Poliquin did not respond to an email Wednesday requesting an interview. She returned a call Thursday, leaving a voicemail saying that she should be in meetings all day and would not be available to comment.


There have been 24 “johns” arrested on prostitution-related charges in Portland since 2008, including eight this year, according to police data. During the same period, 22 women have been arrested for prostitution, including two this year.

It is a long-standing problem in Parkside, a dense neighborhood located near Deering Oaks park and Interstate 295 where various efforts — from stings to new anti-cruising laws — have attempted to tamp down the problem. The Parkside Neighborhood Association, formed in response to rampant prostitution and drug use, has made gains over the years, but prostitution continues to be a major concern for residents.

Recently, the deputy district attorney asked the association to write up an “impact statement” describing how prostitution affects their quality of life. That statement could then be included in case files against the alleged “johns” and perhaps sway judges to impose jail time.

Deputy District Attorney Meg Elam said harsher punishment for “johns” is needed, because they are the ones creating demand for prostitutes — and prostitutes are often the victims of human trafficking.

“If you are the market that creates sex traffic victims, then you should go to jail,” said Elam, who was attending a human trafficking forum in Auburn on Thursday.

Senior Lead Officer Daniel Townsend said he receives a lot of prostitution-related complaints through the city’s Text-A Tip program.
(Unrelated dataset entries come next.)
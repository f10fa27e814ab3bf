use crate::cli::RenderArgs;
use crate::query_file::QueryFile;
use sqlweave::{BuiltQuery, QbConfig, SqlQb, WeaveConfig};
use std::sync::Arc;

pub fn run(args: RenderArgs) -> anyhow::Result<()> {
    let config = load_config(&args)?;
    let query = QueryFile::load(&args.query)?;
    let built = render(&query, config, args.aggregate.as_ref())?;
    println!("{}", built.sql);
    println!("{}", serde_json::to_string(built.params())?);
    Ok(())
}

fn load_config(args: &RenderArgs) -> anyhow::Result<Arc<QbConfig>> {
    if !args.config_explicit && !args.config.exists() {
        return Ok(QbConfig::shared());
    }
    let config = WeaveConfig::load(&args.config)
        .map_err(|e| anyhow::anyhow!("failed to load config {}: {e}", args.config.display()))?;
    Ok(Arc::new(config.qb_config()))
}

fn render(
    query: &QueryFile,
    config: Arc<QbConfig>,
    aggregate: Option<&(String, String)>,
) -> anyhow::Result<BuiltQuery> {
    let qb = query.to_builder(config)?;
    let built = match aggregate {
        Some((func, column)) => qb.build_aggregate(func, column)?,
        None => qb.build()?,
    };
    Ok(built)
}
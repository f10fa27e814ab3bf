//! # sqlweave
//!
//! A parameterized SQL statement assembler for MySQL.
//!
//! ## Features
//!
//! - **Always parameterized**: every value becomes a positional `?`, and the
//!   value list always has exactly one entry per placeholder, in order
//! - **Compact filter DSL**: `filter("price", "gt", "20.00")`, `filter("color", "in", "red,blue")`
//! - **JSON paths**: `supplier->address->city` reads a key inside a JSON column;
//!   row results are reshaped into nested objects
//! - **Grouped conditions**: `start_group` / `end_group` with AND/OR connectors,
//!   validated for balance
//! - **Aggregates**: `COUNT`, `COUNT_DISTINCT`, `SUM`, ... over the filtered set
//! - **Function passthrough**: an allow-listed call such as `NOW()` is embedded as-is
//! - **Executor-agnostic**: builders run against anything implementing [`Executor`];
//!   a MySQL pool implementation ships behind the `mysql` feature
//!
//! ## Query Builder (qb)
//!
//! ```ignore
//! use sqlweave::prelude::*;
//!
//! // SELECT
//! let products = select("products")
//!     .select(&["name", "price", "supplier->email"])
//!     .filter("price", "gt", "20.00")
//!     .order_by(&["-price"])
//!     .limit(10)
//!     .get(&exec)
//!     .await?;
//!
//! // Aggregate over the same filters
//! let n = select("products")
//!     .filter("price", "gt", "20.00")
//!     .aggregate(&exec, "COUNT_DISTINCT", "color")
//!     .await?;
//!
//! // INSERT / UPDATE / DELETE
//! insert("products").set("name", "Widget").execute(&exec).await?;
//! update("products").set("price", 9.5).filter("id", "eq", "7").execute(&exec).await?;
//! delete("products").filter("id", "eq", "7").execute(&exec).await?;
//! ```

pub mod client;
pub mod column;
pub mod condition;
pub mod config;
pub mod error;
pub mod functions;
pub mod ident;
pub mod prelude;
pub mod qb;
pub mod registry;
pub mod row;
pub mod shape;

#[cfg(feature = "mysql")]
pub mod mysql;

pub use client::Executor;
pub use column::ColumnExpr;
pub use condition::{Fragment, Operator, translate};
pub use config::{QbConfig, WeaveConfig};
pub use error::{WeaveError, WeaveResult};
pub use functions::{DEFAULT_FUNCTIONS, FunctionAllowList};
pub use ident::Ident;
pub use registry::{ConnectionRegistry, ConnectionStats, RegistryConfig};
pub use row::{FromRow, Row, RowExt};
pub use shape::ResultShaper;

// Re-export qb module for easy access
pub use qb::{
    BuiltQuery, Connector, DeleteQb, InsertQb, MutationQb, Param, QuerySpec, SelectQb, SqlQb,
    UpdateQb, delete, insert, select, update,
};

#[cfg(feature = "mysql")]
pub use mysql::MySqlExecutor;
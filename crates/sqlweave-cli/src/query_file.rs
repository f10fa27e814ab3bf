//! TOML description of a SELECT query.
//!
//! ```toml
//! table = "products"
//! select = ["name", "supplier->email"]
//! order_by = ["-price"]
//! limit = 10
//!
//! [[join]]
//! kind = "left"
//! table = "suppliers"
//! left = "supplier_id"
//! right = "id"
//!
//! [[where]]
//! column = "price"
//! op = "gt"
//! value = "20.00"
//!
//! [[where]]
//! start_group = "and"
//!
//! [[where]]
//! column = "color"
//! op = "eq"
//! value = "red"
//!
//! [[where]]
//! column = "color"
//! op = "eq"
//! value = "blue"
//! connector = "or"
//!
//! [[where]]
//! end_group = true
//! ```

use serde::Deserialize;
use sqlweave::{Connector, QbConfig, SelectQb};
use std::path::Path;
use std::sync::Arc;

#[derive(Debug, Clone, Deserialize)]
#[serde(deny_unknown_fields)]
pub struct QueryFile {
    pub table: String,
    #[serde(default)]
    pub distinct: bool,
    #[serde(default)]
    pub select: Vec<String>,
    #[serde(default, rename = "join")]
    pub joins: Vec<JoinEntry>,
    #[serde(default, rename = "where")]
    pub conditions: Vec<WhereEntry>,
    #[serde(default)]
    pub group_by: Vec<String>,
    #[serde(default)]
    pub order_by: Vec<String>,
    pub limit: Option<u64>,
    pub offset: Option<u64>,
}

#[derive(Debug, Clone, Deserialize)]
#[serde(deny_unknown_fields)]
pub struct JoinEntry {
    #[serde(default = "default_join_kind")]
    pub kind: String,
    pub table: String,
    pub left: String,
    pub right: String,
}

fn default_join_kind() -> String {
    "INNER".to_string()
}

#[derive(Debug, Clone, Deserialize)]
#[serde(untagged)]
pub enum WhereEntry {
    Condition(ConditionEntry),
    StartGroup(StartGroupEntry),
    EndGroup(EndGroupEntry),
}

#[derive(Debug, Clone, Deserialize)]
#[serde(deny_unknown_fields)]
pub struct ConditionEntry {
    pub column: String,
    pub op: String,
    /// Strings are used as-is, numbers and booleans are stringified and arrays
    /// are joined with `,` (for `in` / `!in`).
    #[serde(default)]
    pub value: Option<toml::Value>,
    pub connector: Option<String>,
}

#[derive(Debug, Clone, Deserialize)]
#[serde(deny_unknown_fields)]
pub struct StartGroupEntry {
    pub start_group: String,
}

#[derive(Debug, Clone, Deserialize)]
#[serde(deny_unknown_fields)]
pub struct EndGroupEntry {
    pub end_group: bool,
}

impl QueryFile {
    pub fn load(path: &Path) -> anyhow::Result<Self> {
        let raw = std::fs::read_to_string(path)
            .map_err(|e| anyhow::anyhow!("failed to read query file {}: {e}", path.display()))?;
        Self::parse(&raw)
            .map_err(|e| anyhow::anyhow!("failed to parse query file {}: {e}", path.display()))
    }

    pub fn parse(raw: &str) -> anyhow::Result<Self> {
        Ok(toml::from_str(raw)?)
    }

    /// Drive a SELECT builder through every entry, in file order.
    pub fn to_builder(&self, config: Arc<QbConfig>) -> anyhow::Result<SelectQb> {
        let mut qb = SelectQb::with_config(&self.table, config);
        if self.distinct {
            qb = qb.distinct();
        }
        if !self.select.is_empty() {
            qb = qb.select(&as_strs(&self.select));
        }
        for join in &self.joins {
            qb = qb.join(&join.kind, &join.table, &join.left, &join.right);
        }
        for entry in &self.conditions {
            qb = match entry {
                WhereEntry::Condition(cond) => {
                    let connector = match &cond.connector {
                        Some(raw) => raw.parse::<Connector>()?,
                        None => Connector::And,
                    };
                    let value = cond.value.as_ref().map(value_text).transpose()?;
                    qb.filter_with(connector, &cond.column, &cond.op, value.unwrap_or_default())
                }
                WhereEntry::StartGroup(group) => qb.start_group(group.start_group.parse()?),
                WhereEntry::EndGroup(EndGroupEntry { end_group: true }) => qb.end_group(),
                WhereEntry::EndGroup(_) => anyhow::bail!("end_group must be true"),
            };
        }
        if !self.group_by.is_empty() {
            qb = qb.group_by(&as_strs(&self.group_by));
        }
        if !self.order_by.is_empty() {
            qb = qb.order_by(&as_strs(&self.order_by));
        }
        if let Some(limit) = self.limit {
            qb = qb.limit(limit);
        }
        if let Some(offset) = self.offset {
            qb = qb.offset(offset);
        }
        Ok(qb)
    }
}

fn as_strs(values: &[String]) -> Vec<&str> {
    values.iter().map(String::as_str).collect()
}

fn value_text(value: &toml::Value) -> anyhow::Result<String> {
    Ok(match value {
        toml::Value::String(s) => s.clone(),
        toml::Value::Integer(i) => i.to_string(),
        toml::Value::Float(f) => f.to_string(),
        toml::Value::Boolean(b) => b.to_string(),
        toml::Value::Array(items) => items
            .iter()
            .map(value_text)
            .collect::<anyhow::Result<Vec<_>>>()?
            .join(","),
        other => anyhow::bail!("unsupported condition value: {other}"),
    })
}
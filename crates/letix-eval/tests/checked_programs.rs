//! Check-then-run tests: programs that pass inference must evaluate
//! without type mismatches.

use letix_eval::{EvalError, Value, eval, undefined_names};
use letix_syntax::parse;
use letix_typecheck::infer;

fn check_and_run(source: &str) -> Value {
    let expr = parse(source).unwrap();
    assert!(undefined_names(&expr).is_empty(), "free names in: {source}");
    infer(&expr).unwrap();
    eval(&expr).unwrap()
}

#[test]
fn checked_programs_run_clean() {
    let cases = [
        ("let x <- 1 in x + 2 end", Value::Int(3)),
        ("let x <- true in if x then 1 else 2 end", Value::Int(1)),
        ("if 1 < 2 then true else false", Value::Bool(true)),
        ("let x <- 1 in true end", Value::Bool(true)),
        (
            "let a <- 2 * 3 + 4 in \
             let b <- not (a < 10) in \
             if b or a = 10 then a / 2 else a - 1 end end",
            Value::Int(5),
        ),
    ];
    for (source, expected) in cases {
        assert_eq!(check_and_run(source), expected, "source: {source}");
    }
}

#[test]
fn ill_typed_programs_never_reach_the_evaluator() {
    let source = "let x <- if 2 < 3 then true else false in \
                  if if x < 20 then false else true then true else false end";
    let expr = parse(source).unwrap();
    assert_eq!(infer(&expr).unwrap_err().to_string(), "Type error");
}

#[test]
fn well_typed_programs_can_still_fault_at_run_time() {
    let expr = parse("let d <- 0 in 10 / d end").unwrap();
    infer(&expr).unwrap();
    assert_eq!(eval(&expr).unwrap_err(), EvalError::DivisionByZero);
}
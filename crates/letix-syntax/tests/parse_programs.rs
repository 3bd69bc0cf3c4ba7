//! End-to-end front-end tests: source text through lexer and parser.

use letix_syntax::{Expr, SyntaxError, parse};

#[test]
fn parses_the_readme_shapes() {
    let cases = [
        ("let x <- 1 in x + 2 end", "let x <- 1 in (x + 2) end"),
        (
            "let x <- true in if x then 1 else 2 end",
            "let x <- true in if x then 1 else 2 end",
        ),
        (
            "if 1 < 2 then true else false",
            "if (1 < 2) then true else false",
        ),
        ("let x <- 1 in true end", "let x <- 1 in true end"),
    ];

    for (source, rendered) in cases {
        assert_eq!(parse(source).unwrap().to_string(), rendered, "source: {source}");
    }
}

#[test]
fn parses_nested_if_in_condition_position() {
    let source = "let x <- if 2 < 3 then true else false in \
                  if if x < 20 then false else true then true else false end";
    let expr = parse(source).unwrap();
    let Expr::Let { body, .. } = expr else {
        panic!("expected a let expression");
    };
    let Expr::IfThenElse { cond, .. } = *body else {
        panic!("expected an if body");
    };
    assert!(matches!(*cond, Expr::IfThenElse { .. }));
}

#[test]
fn comments_are_invisible_to_the_parser() {
    let source = "1 + -- the rest of this line is ignored\n\
                  (* and this\n block too *) 2";
    assert_eq!(parse(source).unwrap().to_string(), "(1 + 2)");
}

#[test]
fn lexer_errors_surface_as_syntax_errors() {
    assert!(matches!(parse("1 ? 2"), Err(SyntaxError::Lexer(_))));
}

#[test]
fn parser_errors_surface_as_syntax_errors() {
    assert!(matches!(parse("let <- 1 in 2 end"), Err(SyntaxError::Parser(_))));
    assert!(matches!(parse("(1 + 2"), Err(SyntaxError::Parser(_))));
}

#[test]
fn shadowing_parses_as_nested_lets() {
    let expr = parse("let x <- 1 in let x <- true in x end end").unwrap();
    assert_eq!(
        expr.to_string(),
        "let x <- 1 in let x <- true in x end end"
    );
}
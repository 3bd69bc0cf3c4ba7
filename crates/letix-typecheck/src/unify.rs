//! Unification over equality constraints.
//!
//! The unifier maintains a disjoint-set partition of every term it has
//! seen: union by size, find with path compression. Unifying a
//! constraint merges the classes of its two sides. Nothing is judged
//! here; a class holding both `int` and `bool` is recorded like any
//! other, and the resolver rejects it afterwards.

use fxhash::FxHashMap;

use crate::constrain::Constraint;
use crate::term::Term;

/// A disjoint-set partition of type terms.
///
/// Terms are interned on first contact and keep that first-seen order,
/// which makes [`Classes::partitions`] deterministic for a fixed
/// constraint sequence.
#[derive(Debug, Default)]
pub struct Classes {
    parent: Vec<u32>,
    size: Vec<u32>,
    terms: Vec<Term>,
    index: FxHashMap<Term, u32>,
}

impl Classes {
    /// Creates an empty partition.
    #[must_use]
    pub fn new() -> Self {
        Self::default()
    }

    /// Number of distinct terms interned so far.
    #[must_use]
    pub fn len(&self) -> usize {
        self.terms.len()
    }

    /// Whether no term has been interned yet.
    #[must_use]
    pub fn is_empty(&self) -> bool {
        self.terms.is_empty()
    }

    /// Interns `term`, starting it in its own singleton class if it is
    /// new, and returns its slot.
    pub fn intern(&mut self, term: &Term) -> u32 {
        if let Some(&id) = self.index.get(term) {
            return id;
        }
        let id = self.terms.len() as u32;
        self.parent.push(id);
        self.size.push(1);
        self.terms.push(term.clone());
        self.index.insert(term.clone(), id);
        id
    }

    fn find(&mut self, id: u32) -> u32 {
        let mut root = id;
        while self.parent[root as usize] != root {
            root = self.parent[root as usize];
        }
        // Path compression: point everything on the walk at the root.
        let mut cursor = id;
        while self.parent[cursor as usize] != root {
            let next = self.parent[cursor as usize];
            self.parent[cursor as usize] = root;
            cursor = next;
        }
        root
    }

    /// Merges the classes of two terms. Merging a class with itself is
    /// a no-op, so union is idempotent.
    pub fn union(&mut self, lhs: &Term, rhs: &Term) {
        let a = self.intern(lhs);
        let b = self.intern(rhs);
        let mut ra = self.find(a);
        let mut rb = self.find(b);
        if ra == rb {
            return;
        }
        // Union by size: the smaller tree hangs off the larger root.
        if self.size[ra as usize] < self.size[rb as usize] {
            std::mem::swap(&mut ra, &mut rb);
        }
        self.parent[rb as usize] = ra;
        self.size[ra as usize] += self.size[rb as usize];
    }

    /// Whether two terms currently share a class. Terms never seen
    /// before land in fresh singletons, so an unseen pair is equal only
    /// when the terms themselves are.
    pub fn same_class(&mut self, lhs: &Term, rhs: &Term) -> bool {
        let a = self.intern(lhs);
        let b = self.intern(rhs);
        self.find(a) == self.find(b)
    }

    /// Enumerates the equivalence classes.
    ///
    /// Classes appear in order of their earliest-interned member, and
    /// members within a class keep their interning order.
    pub fn partitions(&mut self) -> Vec<Vec<Term>> {
        let mut classes: Vec<Vec<Term>> = Vec::new();
        let mut slot_of_root: FxHashMap<u32, usize> = FxHashMap::default();
        for id in 0..self.terms.len() as u32 {
            let root = self.find(id);
            let slot = *slot_of_root.entry(root).or_insert_with(|| {
                classes.push(Vec::new());
                classes.len() - 1
            });
            classes[slot].push(self.terms[id as usize].clone());
        }
        classes
    }
}

/// Folds a constraint sequence into its equivalence classes.
#[must_use]
pub fn unify(constraints: &[Constraint]) -> Classes {
    let mut classes = Classes::new();
    for constraint in constraints {
        classes.union(&constraint.lhs, &constraint.rhs);
    }
    classes
}
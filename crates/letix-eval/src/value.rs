//! Runtime values.

use std::fmt;

/// A fully evaluated expression.
#[derive(Debug, Clone, Copy, PartialEq, Eq)]
pub enum Value {
    /// An integer.
    Int(i64),
    /// A boolean.
    Bool(bool),
}

impl Value {
    /// The integer inside, if this is one.
    #[must_use]
    pub fn as_int(self) -> Option<i64> {
        match self {
            Value::Int(n) => Some(n),
            Value::Bool(_) => None,
        }
    }

    /// The boolean inside, if this is one.
    #[must_use]
    pub fn as_bool(self) -> Option<bool> {
        match self {
            Value::Bool(b) => Some(b),
            Value::Int(_) => None,
        }
    }

    /// Name of this value's type, as the type checker would spell it.
    #[must_use]
    pub fn type_name(self) -> &'static str {
        match self {
            Value::Int(_) => "int",
            Value::Bool(_) => "bool",
        }
    }
}

impl fmt::Display for Value {
    fn fmt(&self, f: &mut fmt::Formatter<'_>) -> fmt::Result {
        match self {
            Value::Int(n) => write!(f, "{n}"),
            Value::Bool(b) => write!(f, "{b}"),
        }
    }
}

impl From<i64> for Value {
    fn from(n: i64) -> Value {
        Value::Int(n)
    }
}

impl From<bool> for Value {
    fn from(b: bool) -> Value {
        Value::Bool(b)
    }
}

#[cfg(test)]
mod tests {
    use super::*;

    #[test]
    fn test_display() {
        assert_eq!(Value::Int(-3).to_string(), "-3");
        assert_eq!(Value::Bool(true).to_string(), "true");
    }

    #[test]
    fn test_projections() {
        assert_eq!(Value::Int(7).as_int(), Some(7));
        assert_eq!(Value::Int(7).as_bool(), None);
        assert_eq!(Value::Bool(false).as_bool(), Some(false));
        assert_eq!(Value::Bool(false).type_name(), "bool");
    }
}
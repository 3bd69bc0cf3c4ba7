//! The `letix` command line driver.
//!
//! Reads one program from a file (or stdin when no file is given),
//! checks it, and runs it. The stdout contract is fixed: the single
//! line `Def error` when the program uses an unbound variable, the
//! single line `Type error` when inference fails, the evaluated value
//! otherwise. Run-time faults report on stderr. Exit status is 0 only
//! for a program that printed a value (or, with `--check-only`, passed
//! both checks).

use std::fs;
use std::io::Read;
use std::path::PathBuf;
use std::process::ExitCode;

use clap::Parser;

use letix_eval::{eval, undefined_names};
use letix_log::{Level, debug, error, info};
use letix_typecheck::infer;

/// Type checker and interpreter for the letix expression language.
#[derive(Debug, Parser)]
#[command(name = "letix", version, about)]
struct Cli {
    /// Program file to run; reads stdin when omitted.
    file: Option<PathBuf>,

    /// Stop after type checking, without evaluating.
    #[arg(long)]
    check_only: bool,

    /// Increase log verbosity (-v info, -vv debug).
    #[arg(short, long, action = clap::ArgAction::Count)]
    verbose: u8,
}

fn main() -> ExitCode {
    let cli = Cli::parse();

    letix_log::init_from_env();
    match cli.verbose {
        0 => {}
        1 => letix_log::set_level(Level::Info),
        _ => letix_log::set_level(Level::Debug),
    }

    match run(&cli) {
        Ok(()) => ExitCode::SUCCESS,
        Err(()) => ExitCode::FAILURE,
    }
}

fn run(cli: &Cli) -> Result<(), ()> {
    let source = read_source(cli.file.as_deref()).map_err(|err| {
        error!("cannot read input: {err}");
    })?;

    let expr = letix_syntax::parse(&source).map_err(|err| {
        error!("syntax error: {err}");
    })?;
    debug!("parsed: {expr}");

    let free = undefined_names(&expr);
    if !free.is_empty() {
        info!("undefined: {}", free.join(", "));
        println!("Def error");
        return Err(());
    }

    match infer(&expr) {
        Ok(types) => {
            debug!("resolved {} terms", types.len());
        }
        Err(err) => {
            info!("inference failed: {err:?}");
            println!("{err}");
            return Err(());
        }
    }

    if cli.check_only {
        info!("check passed");
        return Ok(());
    }

    let value = eval(&expr).map_err(|err| {
        error!("evaluation failed: {err}");
    })?;
    println!("{value}");
    Ok(())
}

fn read_source(file: Option<&std::path::Path>) -> std::io::Result<String> {
    match file {
        Some(path) => fs::read_to_string(path),
        None => {
            let mut source = String::new();
            std::io::stdin().read_to_string(&mut source)?;
            Ok(source)
        }
    }
}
Women often complain about being followed by men in cars, according to PNA President Emma Holder, who has been followed on a few occasions.

“The prostitutes aren’t bothering us, it’s the johns that are driving around like sharks inappropriately,” Holder said. “It’s creepy.”

A few years ago, resident Susan Veligor grew sick of prostitutes and pimps communicating through whistling. One day, Veligor confronted a prostitute in the middle of State Street, but the woman’s pimp rushed to her defense.

“He stripped his shirt off,” Veligor said Thursday. “He was ready to punch me.”

That never happened, she said, because neighbors came out to see what the ruckus was about.

Resident Chelsea Miller, who has been followed on occasion, said a PNA board member was helping to set up a neighborhood block party when a “john” propositioned her. Another time, Miller saw a “john” pick up a prostitute.


Engaging a prostitute is a misdemeanor and carries a fine of up to $1,000, Elam said.

By crafting an impact statement to be included in cases where “johns” are prosecuted, residents hope that judges will level harsh punishments and police will make the names of the “johns” public.

“It’s becoming evident that it’s highly embarrassing to have your name released,” said Veligor, referring to the Kennebunk Zumba prostitution case that continues to unfold.

Residents say prostitutes are often arrested and make the city’s public arrest log, but the “johns” rarely become known, because plea-bargains sometimes reduce the charges to disorderly conduct.

“It happens that this (Zumba instructor) had a record of all the johns, so they became public,” Miller said. “But that’s not usually the case.”

Residents were both puzzled and frustrated upon hearing that police refused to provide the “john” information to the newspaper.


Holder believes police should issue news releases whenever a “john” is arrested.

“It’s frustrating,” she said, noting the group sought similar information and was denied. “We hope that will change.”